Recueil de récits et d’impressions de voyage qui restitue des paysages sahariens, des villages oasiens et des dunes, ainsi que des scènes de la vie quotidienne dans les cafés et les camps. L’auteure combine descriptions sensorielles — chaleur, vents, parfums, végétation — et portraits de musiciens, nomades et habitants, tout en livrant des méditations personnelles sur le déracinement, la tentation du départ et la soif d’appartenance. Les textes alternent entre topographie, moments contemplatifs et observations sociales et religieuses, avec un ton lyrique et attentif aux détails culturels et atmosphériques.

L’ILLUMINÉ

Au sommet de la Barga, au milieu d’un amas de rochers sombres, un illuminé vit au fond d’une cellule étroite taillée dans le roc.

Vêtu d’une loque sombre, grand, le corps décharné, avec un fin visage bronzé et émacié, l’anachorète a laissé pousser ses cheveux gris et sa barbe inculte. Son regard est devenu fixe, et ses lèvres ne cessent de murmurer indéfiniment les mêmes invocations mystiques, qui entretiennent depuis tantôt vingt ans sa constante extase.

Dans sa jeunesse, l’Illuminé, que la grâce de l’inconscience n’avait pas encore touché, a beaucoup voyagé, au Maroc, en Algérie, dans le désert et au Soudan. Ce dut être un de ces admirables voyages que, de nos jours, seuls les Arabes savent encore accomplir, s’en allant à pied de village en village, en demandant le gîte et le pain dans le sentier de Dieu.

Puis, lassé de la vanité du savoir humain et de la monotonie des choses, le saint est revenu sur le sol natal et s’est retiré, pour toujours, dans sa cellule grise, d’où il ne sortira plus que porté par les croyants vers le calme définitif des vagues nécropoles d’en bas.

Je le regarde, ce bel anachorète saharien, et je pense que les solitaires chrétiens des premiers siècles devaient lui ressembler, dans les décors pareillement désolés de la Thébaïde et de la Cyrénaïque ardentes.

Eux aussi cherchaient dans l’extase la satisfaction de cet impérieux besoin d’éternité qui sommeille au fond de toutes les âmes simples.

Ce besoin d’éternité, je l’éprouve moi-même parfois… pas toujours.

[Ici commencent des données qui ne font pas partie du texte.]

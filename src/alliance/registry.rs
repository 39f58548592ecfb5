use std::collections::BTreeSet;

use parking_lot::Mutex;

use super::book::AllianceBook;
use crate::config::GuardConfig;
use crate::error::AllianceError;
use crate::host::{HostWorld, PlayerInfo};
use crate::id::{ClanId, PlayerId};
use crate::store::AllianceStores;

/// Alliance settings extracted from [`GuardConfig`].
#[derive(Debug, Clone, Copy, PartialEq, Eq)]
pub struct AllianceRules {
    pub enabled: bool,
    pub clan_mode: bool,
    pub max_size: usize,
}

impl From<&GuardConfig> for AllianceRules {
    fn from(config: &GuardConfig) -> Self {
        Self {
            enabled: config.alliances,
            clan_mode: config.clan_mode(),
            max_size: config.max_alliance_size.max(1),
        }
    }
}

/// Result of a successful invite.
#[derive(Debug, Clone, PartialEq, Eq)]
pub struct Recruited {
    /// Names that joined, in roster order.
    pub added: Vec<String>,
    /// The whole group afterwards.
    pub members: BTreeSet<String>,
}

/// Owner-keyed alliance groups and recruitable flags behind one lock.
///
/// Every mutation is written through to the backing stores before the lock
/// is released. Host lookups happen outside the lock wherever the result does
/// not depend on registry state.
#[derive(Debug)]
pub struct AllianceRegistry {
    rules: AllianceRules,
    book: Mutex<AllianceBook>,
    stores: Option<AllianceStores>,
}

impl AllianceRegistry {
    /// Load both stores from `config.data_dir`. Groups are only loaded when
    /// alliances are enabled.
    pub fn open(config: &GuardConfig) -> Self {
        Self::with_stores(config, AllianceStores::in_dir(&config.data_dir))
    }

    pub fn with_stores(config: &GuardConfig, stores: AllianceStores) -> Self {
        let bools = stores.bools.load();
        let groups = if config.alliances {
            stores.alliances.load()
        } else {
            Default::default()
        };
        tracing::info!(
            "loaded {} alliance(s) and {} player flag bag(s)",
            groups.len(),
            bools.len()
        );
        Self {
            rules: AllianceRules::from(config),
            book: Mutex::new(AllianceBook::new(groups, bools)),
            stores: Some(stores),
        }
    }

    /// A registry that never touches disk.
    pub fn in_memory(config: &GuardConfig) -> Self {
        Self {
            rules: AllianceRules::from(config),
            book: Mutex::new(AllianceBook::default()),
            stores: None,
        }
    }

    pub fn rules(&self) -> AllianceRules {
        self.rules
    }

    /// Copy of the current state.
    pub fn snapshot(&self) -> AllianceBook {
        self.book.lock().clone()
    }

    fn persist(&self, book: &AllianceBook) {
        if let Some(stores) = &self.stores {
            // Failures are logged by the store; in-memory state stays authoritative.
            let _ = stores.alliances.save(&book.groups);
            let _ = stores.bools.save(&book.bools);
        }
    }

    fn caller(&self, host: &dyn HostWorld, id: PlayerId) -> Result<PlayerInfo, AllianceError> {
        if !self.rules.enabled {
            return Err(AllianceError::Disabled);
        }
        host.player(id).ok_or(AllianceError::PlayerNotFound)
    }

    fn require_leader(&self, host: &dyn HostWorld, caller: &PlayerInfo) -> Result<(), AllianceError> {
        if self.rules.clan_mode && (caller.clan.is_none() || !host.is_clan_leader(caller.id)) {
            return Err(AllianceError::NotClanLeader);
        }
        Ok(())
    }

    // -- Commands -----------------------------------------------------------

    /// Flip the caller's recruitable flag. Returns the new value.
    pub fn toggle_recruitable(
        &self,
        host: &dyn HostWorld,
        caller: PlayerId,
    ) -> Result<bool, AllianceError> {
        let info = self.caller(host, caller)?;
        self.require_leader(host, &info)?;

        let mut book = self.book.lock();
        if book.is_grouped(info.id, &info.name) {
            return Err(AllianceError::AlreadyGrouped);
        }
        let value = book.toggle_recruitable(info.id);
        self.persist(&book);
        tracing::debug!("player {} recruitable = {value}", info.id);
        Ok(value)
    }

    /// Invite a player (player mode) or a whole clan (clan mode) into the
    /// caller's group, founding it if needed.
    pub fn invite(
        &self,
        host: &dyn HostWorld,
        owner: PlayerId,
        target: &str,
    ) -> Result<Recruited, AllianceError> {
        let owner = self.caller(host, owner)?;
        if self.rules.clan_mode {
            self.require_leader(host, &owner)?;
            self.invite_clan(host, &owner, target)
        } else {
            self.invite_player(host, &owner, target)
        }
    }

    fn invite_player(
        &self,
        host: &dyn HostWorld,
        owner: &PlayerInfo,
        target: &str,
    ) -> Result<Recruited, AllianceError> {
        let target = host
            .find_player(target)
            .filter(|found| found.id != owner.id)
            .ok_or(AllianceError::PlayerNotFound)?;

        let free = free_members(host, owner);
        let founders: BTreeSet<String> = free.iter().map(|p| p.name.clone()).collect();
        let mut book = self.book.lock();
        if !book.is_recruitable(target.id) || book.is_grouped(target.id, &target.name) {
            return Err(AllianceError::NotEligible { name: target.name });
        }

        let mut members = book.members_or_founding(owner.id, &founders);
        if members.contains(&target.name) {
            return Err(AllianceError::AlreadyMember { name: target.name });
        }
        if members.len() + 1 > self.rules.max_size {
            return Err(AllianceError::CapacityExceeded { requested: 1 });
        }

        // Consent is consumed under the same lock that admits the member.
        book.consume_recruitable(target.id);
        if !book.groups.contains_key(&owner.id) {
            for player in &free {
                book.consume_recruitable(player.id);
            }
        }
        members.insert(target.name.clone());
        book.groups.insert(owner.id, members.clone());
        self.persist(&book);

        tracing::debug!("player {} recruited {} into their alliance", owner.id, target.name);
        Ok(Recruited {
            added: vec![target.name],
            members,
        })
    }

    fn invite_clan(
        &self,
        host: &dyn HostWorld,
        owner: &PlayerInfo,
        target: &str,
    ) -> Result<Recruited, AllianceError> {
        let clan = host.find_clan(target).ok_or(AllianceError::ClanNotFound)?;
        if owner.clan == Some(clan) {
            return Err(AllianceError::NothingToAdd);
        }
        let roster = host.clan_roster(clan);
        let leader = host
            .clan_leader_index(clan)
            .and_then(|index| roster.get(index).copied())
            .and_then(|id| host.player(id))
            .ok_or(AllianceError::LeaderNotFound)?;
        let recruits: Vec<PlayerInfo> = roster.iter().filter_map(|id| host.player(*id)).collect();

        let free = free_members(host, owner);
        let free_names: BTreeSet<String> = free.iter().map(|p| p.name.clone()).collect();

        let mut book = self.book.lock();
        if !book.is_recruitable(leader.id) || book.is_grouped(leader.id, &leader.name) {
            return Err(AllianceError::LeaderNotRecruitable);
        }

        let mut members = book.members_or_founding(owner.id, &free_names);
        let added: Vec<String> = recruits
            .iter()
            .map(|p| p.name.clone())
            .filter(|name| !members.contains(name))
            .collect();
        if added.is_empty() {
            return Err(AllianceError::NothingToAdd);
        }

        let free_present = members.iter().filter(|m| free_names.contains(*m)).count();
        let counted = members.len() + added.len() - free_present;
        if counted >= self.rules.max_size {
            return Err(AllianceError::CapacityExceeded {
                requested: added.len(),
            });
        }

        book.consume_recruitable(leader.id);
        let founding = !book.groups.contains_key(&owner.id);
        for player in recruits.iter().chain(free.iter().filter(|_| founding)) {
            book.consume_recruitable(player.id);
        }
        members.extend(added.iter().cloned());
        book.groups.insert(owner.id, members.clone());
        self.persist(&book);

        tracing::debug!(
            "player {} recruited clan {clan} ({} member(s)) into their alliance",
            owner.id,
            added.len()
        );
        Ok(Recruited { added, members })
    }

    /// Remove a member (player mode) or every current member of a clan (clan
    /// mode) from the caller's group. Returns the names removed.
    pub fn revoke(
        &self,
        host: &dyn HostWorld,
        owner: PlayerId,
        target: &str,
    ) -> Result<Vec<String>, AllianceError> {
        let owner = self.caller(host, owner)?;
        self.require_leader(host, &owner)?;

        if self.rules.clan_mode {
            let clan = host.find_clan(target).ok_or(AllianceError::ClanNotFound)?;
            let mut book = self.book.lock();
            let members = book
                .groups
                .get(&owner.id)
                .cloned()
                .ok_or(AllianceError::NoAlliance)?;
            let in_clan = members_of_clan(host, &members, clan);
            let removed = book.remove_members(owner.id, Some(&owner.name), &in_clan);
            self.persist(&book);
            return Ok(removed);
        }

        let mut book = self.book.lock();
        let members = book.groups.get(&owner.id).ok_or(AllianceError::NoAlliance)?;
        let name = members
            .iter()
            .find(|m| m.eq_ignore_ascii_case(target))
            .cloned()
            .ok_or_else(|| AllianceError::NotAMember {
                name: target.to_string(),
            })?;
        if name == owner.name {
            return Err(AllianceError::OwnerCannotLeave);
        }
        let removed = book.remove_members(owner.id, Some(&owner.name), &[name]);
        self.persist(&book);
        Ok(removed)
    }

    /// Delete the caller's group. Returns its former members.
    pub fn disband(
        &self,
        host: &dyn HostWorld,
        owner: PlayerId,
    ) -> Result<BTreeSet<String>, AllianceError> {
        let owner = self.caller(host, owner)?;
        self.require_leader(host, &owner)?;

        let mut book = self.book.lock();
        let members = book
            .groups
            .remove(&owner.id)
            .ok_or(AllianceError::NoAlliance)?;
        self.persist(&book);
        tracing::debug!("player {} disbanded their alliance", owner.id);
        Ok(members)
    }

    /// Remove the caller (clan mode: the caller's clan) from the group that
    /// lists them. Owners must disband instead.
    pub fn leave(
        &self,
        host: &dyn HostWorld,
        caller: PlayerId,
    ) -> Result<Vec<String>, AllianceError> {
        let caller = self.caller(host, caller)?;
        self.require_leader(host, &caller)?;

        let mut book = self.book.lock();
        if book.groups.contains_key(&caller.id) {
            return Err(AllianceError::OwnerCannotLeave);
        }
        let owner = book
            .owner_of_member(&caller.name)
            .ok_or(AllianceError::NotInAlliance)?;
        let owner_name = host.player(owner).map(|p| p.name);

        let leaving = match (self.rules.clan_mode, caller.clan) {
            (true, Some(clan)) => {
                let members = book.groups.get(&owner).cloned().unwrap_or_default();
                members_of_clan(host, &members, clan)
            }
            _ => vec![caller.name.clone()],
        };
        let removed = book.remove_members(owner, owner_name.as_deref(), &leaving);
        self.persist(&book);
        Ok(removed)
    }

    /// The group the caller belongs to, or the group of the named player. An
    /// unknown name is matched case-insensitively against stored members.
    pub fn lookup(
        &self,
        host: &dyn HostWorld,
        caller: PlayerId,
        name: Option<&str>,
    ) -> Result<BTreeSet<String>, AllianceError> {
        let caller = self.caller(host, caller)?;
        let book = self.book.lock();
        let members = match name.filter(|n| !n.trim().is_empty()) {
            None => book.membership(caller.id, &caller.name),
            Some(name) => match host.find_player(name) {
                Some(found) => book.membership(found.id, &found.name),
                None => book
                    .groups
                    .values()
                    .find(|members| members.iter().any(|m| m.eq_ignore_ascii_case(name)))
                    .cloned()
                    .unwrap_or_default(),
            },
        };
        Ok(members)
    }

    // -- Hooks and read access ----------------------------------------------

    /// Seed a newly connected player's flag bag. Returns whether it was created.
    pub fn on_player_connected(&self, player: PlayerId) -> bool {
        if !self.rules.enabled {
            return false;
        }
        let mut book = self.book.lock();
        let created = book.ensure_player(player);
        if created {
            self.persist(&book);
        }
        created
    }

    pub fn is_recruitable(&self, player: PlayerId) -> bool {
        self.book.lock().is_recruitable(player)
    }

    pub fn group(&self, owner: PlayerId) -> Option<BTreeSet<String>> {
        self.book.lock().groups.get(&owner).cloned()
    }

    /// Every name sharing a group with `name`, including `name` itself.
    pub fn extension(&self, name: &str) -> BTreeSet<String> {
        self.book.lock().extension(name)
    }

    pub fn are_allied(&self, a: &str, b: &str) -> bool {
        self.book.lock().are_allied(a, b)
    }
}

/// The owner plus their current clan-mates; the members that found a group
/// and, in clan mode, do not count toward the cap.
fn free_members(host: &dyn HostWorld, owner: &PlayerInfo) -> Vec<PlayerInfo> {
    let mut free = vec![owner.clone()];
    if let Some(clan) = owner.clan {
        free.extend(host.clan_members(clan).into_iter().filter(|p| p.id != owner.id));
    }
    free
}

/// Stored member names whose player currently belongs to `clan`.
fn members_of_clan(host: &dyn HostWorld, members: &BTreeSet<String>, clan: ClanId) -> Vec<String> {
    members
        .iter()
        .filter(|name| {
            host.find_player(name)
                .is_some_and(|p| p.name == **name && p.clan == Some(clan))
        })
        .cloned()
        .collect()
}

D’autres m’ont dit qu’ils n’en souffraient jamais, et ceux-là n’étaient pas toujours des raisonneurs grossiers ; ils aspiraient à la vie, à toute la vie, comme à une illumination rapide que suivra l’éternelle nuit.

L’un d’eux, avec qui j’ai partagé le plus pur de mon âme rêveuse, en des minutes d’exaltation et de nostalgie, me disait :

« Je ne trouve de goût à la vie que dans la certitude de mourir un jour. J’ai besoin de savoir que ça ne durera pas. » Cet état d’esprit m’a étonnée.